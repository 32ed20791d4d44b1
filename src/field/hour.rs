use chrono::{NaiveDateTime, Timelike};

use super::FieldGrammar;
use super::calendar::{Grain, step};
use super::token::{Atom, Domain, part_matches};
use crate::Position;

const DOMAIN: Domain = Domain::cyclic(0, 23);

/// Hours of the wall clock, `0-23`.
#[derive(Debug, Clone, Copy, Default)]
pub struct HourField;

impl FieldGrammar for HourField {
    fn position(&self) -> Position {
        Position::Hour
    }

    fn validate_part(&self, part: &str) -> bool {
        Atom::parse(part, DOMAIN, &[]).is_some()
    }

    fn is_satisfied_by(&self, instant: &NaiveDateTime, part: &str) -> bool {
        part_matches(part, instant.hour(), DOMAIN, &[])
    }

    // Wall-clock hours: a DST gap is dealt with when the search maps the
    // candidate back into its timezone.
    fn increment(&self, instant: NaiveDateTime, invert: bool) -> NaiveDateTime {
        step(Grain::Hour, instant, invert)
    }
}
use chrono::{Datelike, NaiveDateTime};

use super::FieldGrammar;
use super::calendar::{Grain, days_in_month, step, weekday_occurrence};
use super::token::{Atom, Domain, lookup};
use crate::Position;

// 7 is accepted as a second spelling of Sunday.
const DOMAIN: Domain = Domain::cyclic(0, 7);
// Parsed atoms are folded onto this week before matching.
const WEEK: Domain = Domain::cyclic(0, 6);

const NAMES: [(&str, u32); 7] =
    [("SUN", 0), ("MON", 1), ("TUE", 2), ("WED", 3), ("THU", 4), ("FRI", 5), ("SAT", 6)];

#[derive(Debug, Clone, Copy, PartialEq, Eq)]
enum WeekdayPart {
    Atom(Atom),
    /// `5L`: the last Friday of the month.
    Last(u32),
    /// `1#2`: the second Monday of the month.
    Nth { weekday: u32, nth: u32 },
}

fn parse_part(part: &str) -> Option<WeekdayPart> {
    if part == "?" {
        return Some(WeekdayPart::Atom(Atom::Any));
    }

    if let Some(caps) = regex!(r"^([0-7]|[A-Za-z]{3})L$").captures(part) {
        return lookup(&caps[1], DOMAIN, &NAMES).map(|weekday| WeekdayPart::Last(weekday % 7));
    }

    if let Some(caps) = regex!(r"^([0-7]|[A-Za-z]{3})#([1-5])$").captures(part) {
        let weekday = lookup(&caps[1], DOMAIN, &NAMES)? % 7;
        return capture_u32!(caps, 2).map(|nth| WeekdayPart::Nth { weekday, nth });
    }

    Atom::parse(part, DOMAIN, &NAMES).map(|atom| WeekdayPart::Atom(sunday_as_zero(atom)))
}

/// Rewrite Sunday 7 as 0 so ranges and steps count each day once. `0-7`
/// and `*/n` still cover the whole week.
fn sunday_as_zero(atom: Atom) -> Atom {
    match atom {
        Atom::Any => Atom::Any,
        Atom::Value(value) => Atom::Value(value % 7),
        Atom::Range { start: 0, end: 7 } => Atom::Range { start: 0, end: 6 },
        Atom::Range { start, end } => Atom::Range { start: start % 7, end: end % 7 },
        Atom::Step { start: 0, end: 7, step } => Atom::Step { start: 0, end: 6, step },
        Atom::Step { start, end, step } => Atom::Step { start: start % 7, end: end % 7, step },
    }
}

/// Day of the week, `0-7` (Sunday is 0 and 7) or `SUN-SAT`, plus `?`, `nL`
/// and `n#k`.
#[derive(Debug, Clone, Copy, Default)]
pub struct DayOfWeekField;

impl FieldGrammar for DayOfWeekField {
    fn position(&self) -> Position {
        Position::Weekday
    }

    fn validate_part(&self, part: &str) -> bool {
        parse_part(part).is_some()
    }

    fn is_satisfied_by(&self, instant: &NaiveDateTime, part: &str) -> bool {
        let date = instant.date();
        let weekday = date.weekday().num_days_from_sunday();
        match parse_part(part) {
            Some(WeekdayPart::Atom(atom)) => atom.matches(weekday, WEEK),
            Some(WeekdayPart::Last(target)) => {
                target == weekday && date.day() + 7 > days_in_month(date.year(), date.month())
            }
            Some(WeekdayPart::Nth { weekday: target, nth }) => target == weekday && weekday_occurrence(date) == nth,
            None => false,
        }
    }

    fn increment(&self, instant: NaiveDateTime, invert: bool) -> NaiveDateTime {
        step(Grain::Day, instant, invert)
    }
}
// This Source Code Form is subject to the terms of the Mozilla Public
// License, v. 2.0. If a copy of the MPL was not distributed with this
// file, You can obtain one at http://mozilla.org/MPL/2.0/.

/*!
`pwa-icons` renders a web app icon, `icon.svg`, into the PNG sizes
a PWA manifest expects: `icon-192.png` and `icon-512.png`.

Rendering is done by [resvg](https://github.com/RazrFalcon/resvg) and is
available only when the `raster` feature is enabled (the default).
Without it, [`generate`] prints manual conversion instructions instead.
*/

#![forbid(unsafe_code)]
#![warn(missing_docs)]
#![allow(clippy::uninlined_format_args)]

use std::io::Write;
use std::path::{Path, PathBuf};

mod error;
#[cfg(feature = "raster")]
mod raster;

pub use error::Error;
#[cfg(feature = "raster")]
pub use raster::SvgRasterizer;

/// Icon sizes to generate, in order.
///
/// Each value is used as both width and height.
pub const ICON_SIZES: [u32; 2] = [192, 512];

/// The source icon file name, relative to the working directory.
pub const SOURCE_ICON: &str = "icon.svg";

/// A web converter suggested when no rasterizer is built in.
pub const FALLBACK_CONVERTER_URL: &str = "https://cloudconvert.com/svg-to-png";

/// A command that installs a build with rasterization enabled.
pub const INSTALL_COMMAND: &str = "cargo install pwa-icons --features raster";

/// Returns the output file name for a size, like `icon-192.png`.
pub fn icon_file_name(size: u32) -> String {
    format!("icon-{}.png", size)
}

/// An SVG to PNG conversion backend.
pub trait Rasterizer {
    /// Reads and parses the source image at `svg`.
    fn load(&self, svg: &Path) -> Result<Box<dyn Icon>, Error>;
}

/// A parsed source image, ready to be rendered at any size.
pub trait Icon {
    /// Renders the image into a `size`x`size` PNG file at `png`.
    ///
    /// An existing file at `png` is overwritten.
    fn rasterize(&self, size: u32, png: &Path) -> Result<(), Error>;
}

/// Returns the rasterizer built into this crate.
///
/// Returns `None` when the crate was compiled without the `raster` feature.
#[cfg(feature = "raster")]
pub fn default_rasterizer() -> Option<Box<dyn Rasterizer>> {
    Some(Box::new(SvgRasterizer::new()))
}

/// Returns the rasterizer built into this crate.
///
/// Returns `None` when the crate was compiled without the `raster` feature.
#[cfg(not(feature = "raster"))]
pub fn default_rasterizer() -> Option<Box<dyn Rasterizer>> {
    None
}

/// A result of [`generate`].
#[derive(Clone, PartialEq, Debug)]
pub enum Outcome {
    /// All icons were written. Paths follow [`ICON_SIZES`] order.
    Generated(Vec<PathBuf>),
    /// No rasterizer is available. Nothing was written.
    RasterizerUnavailable,
}

/// Renders [`SOURCE_ICON`] inside `dir` into every size from [`ICON_SIZES`].
///
/// Status lines are written to `out`.
/// When `rasterizer` is `None`, prints install instructions and a manual
/// fallback instead and doesn't touch the file system.
///
/// The source is parsed once and reused for every size.
/// Stops at the first failed size. Icons written before it are kept.
pub fn generate(
    dir: &Path,
    rasterizer: Option<&dyn Rasterizer>,
    out: &mut dyn Write,
) -> Result<Outcome, Error> {
    let rasterizer = match rasterizer {
        Some(v) => v,
        None => {
            write_install_help(out).map_err(Error::Output)?;
            return Ok(Outcome::RasterizerUnavailable);
        }
    };

    let svg = dir.join(SOURCE_ICON);
    let icon = rasterizer.load(&svg)?;

    let mut generated = Vec::with_capacity(ICON_SIZES.len());
    for size in ICON_SIZES {
        let name = icon_file_name(size);
        let png = dir.join(&name);
        log::debug!("Rendering {} into {}.", svg.display(), png.display());
        icon.rasterize(size, &png)?;
        writeln!(out, "✓ Generated {}", name).map_err(Error::Output)?;
        generated.push(png);
    }

    writeln!(out, "\n✅ All icons generated successfully!").map_err(Error::Output)?;
    Ok(Outcome::Generated(generated))
}

/// Writes the "no rasterizer" error together with install
/// and manual conversion instructions.
pub fn write_install_help(out: &mut dyn Write) -> std::io::Result<()> {
    writeln!(out, "❌ Error: SVG rasterizer not available")?;
    writeln!(out, "\nInstall it with: {}", INSTALL_COMMAND)?;
    writeln!(out, "\nAlternatively, you can use an online converter:")?;
    writeln!(out, "1. Go to {}", FALLBACK_CONVERTER_URL)?;
    writeln!(out, "2. Upload {}", SOURCE_ICON)?;

    let mut step = 3;
    for (i, size) in ICON_SIZES.iter().enumerate() {
        if i == 0 {
            writeln!(
                out,
                "{}. Set width/height to {}px, convert and download as {}",
                step,
                size,
                icon_file_name(*size)
            )?;
        } else {
            writeln!(
                out,
                "{}. Repeat with {}px for {}",
                step,
                size,
                icon_file_name(*size)
            )?;
        }
        step += 1;
    }

    Ok(())
}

About this task :: From the records above, count the lines that contain "target". Only the number should be written.

Task response :: 3